If Tesla (with 100% liability as the driver) makes the same decision through FSD, they'll be fined pennies, asked to make upgrades or suspend operations, the stock price will falter. Like GM cruise, they'll deal with the "glitch" and be back on the road in a few months.
Either way, the "accident" can almost always be avoided even if that fork in the road of fate is seemingly too far before the actual event. "Why did you drive on those old tires on a rainy day? Your necessity outweighs the necessities of others?"
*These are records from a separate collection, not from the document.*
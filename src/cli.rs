use clap::Parser;

use crate::types::LogLevel;

#[derive(Parser, Debug)]
#[command(
    name = "fromistargram-crawler",
    about = "Archive Instagram posts and profile pictures to disk"
)]
pub struct Cli {
    /// Accounts to crawl, comma separated
    #[arg(short = 'a', long, env = "CRAWL_ACCOUNTS", value_delimiter = ',', required = true)]
    pub accounts: Vec<String>,

    /// Instagram username used to log in
    #[arg(short = 'u', long, env = "INSTAGRAM_USERNAME")]
    pub login_username: String,

    /// Instagram password, only needed when no saved session exists.
    /// WARNING: passing via --password is visible in process listings.
    /// Prefer the INSTAGRAM_PASSWORD environment variable instead.
    #[arg(short = 'p', long, env = "INSTAGRAM_PASSWORD", hide_env_values = true)]
    pub password: Option<String>,

    /// Root directory holding one folder per account
    #[arg(short = 'd', long, env = "DATA_ROOT", default_value = "/root")]
    pub data_root: String,

    /// Directory for saved login sessions
    #[arg(long, env = "SESSION_DIR", default_value = "./sessions")]
    pub session_dir: String,

    /// Minutes between crawl cycles; 0 or unset runs once
    #[arg(long, env = "CRAWL_INTERVAL_MINUTES")]
    pub interval: Option<u64>,

    /// Stop each account after archiving this many posts
    #[arg(long, env = "CRAWLER_MAX_POSTS", value_parser = clap::value_parser!(u64).range(1..))]
    pub max_posts: Option<u64>,

    /// Attempts per account, including the first
    #[arg(long, env = "CRAWLER_RETRY_ATTEMPTS", default_value_t = 3,
          value_parser = clap::value_parser!(u32).range(1..))]
    pub retry_attempts: u32,

    /// Base backoff in seconds; the wait after attempt n is n times this
    #[arg(long, env = "CRAWLER_RETRY_BACKOFF_SECONDS", default_value_t = 30)]
    pub retry_backoff: u64,

    /// Stop an account at the first post that is already archived
    #[arg(long, env = "CRAWLER_FAST_UPDATE")]
    pub fast_update: bool,

    /// Seconds to wait between accounts
    #[arg(long, env = "CRAWLER_ACCOUNT_DELAY_SECONDS", default_value_t = 0)]
    pub account_delay: u64,

    /// Log level (RUST_LOG overrides)
    #[arg(long, env = "CRAWLER_LOG_LEVEL", value_enum, default_value = "info")]
    pub log_level: LogLevel,
}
As a society, we "trust" young teenagers to take the family rattle trap to joust with oncoming traffic at 100+ mph closing speeds, or within inches of parked cars and crowded sidewalks, taking unprotected left turns and driving in rain or squinting into the setting sun after that beer they're not allowed to drink in the first place. They kill us by the thousands in the same way. We put up with it. It's part of the deal. Pharmaceutical companies profit from drugs that don't work and kill hundreds of thousands of us in the same way every year. But we don't even get to vote on it or treat it as a policy issue for the next Presidential election … we'll be distracted by the terror of AI, the fear of foreigners, the fear of just about anything except the big stuff.
FSD is still statistically crude and unsafe, but with some simple limitations (no left turns, no two-way stop intersections, clear weather, etc. it is far safer than our known unsafe drivers.
Locally, in Silicon Valley, the week before Cinco de Mayo, the county operated sobriety checkpoints. The statistics were horrifying. 50% of drivers were unlicensed, uninsured, or both. 25% of drivers were drunk. On an unremarkable weekday.
So, no, I'm not in a cold sweat panic about FSD, but I hope it starts out with the kind of limitations I described, otherwise the nannies and the hysterical types will use the stupidity we've already seen from FSD users to delay and defeat the progress that's long overdue.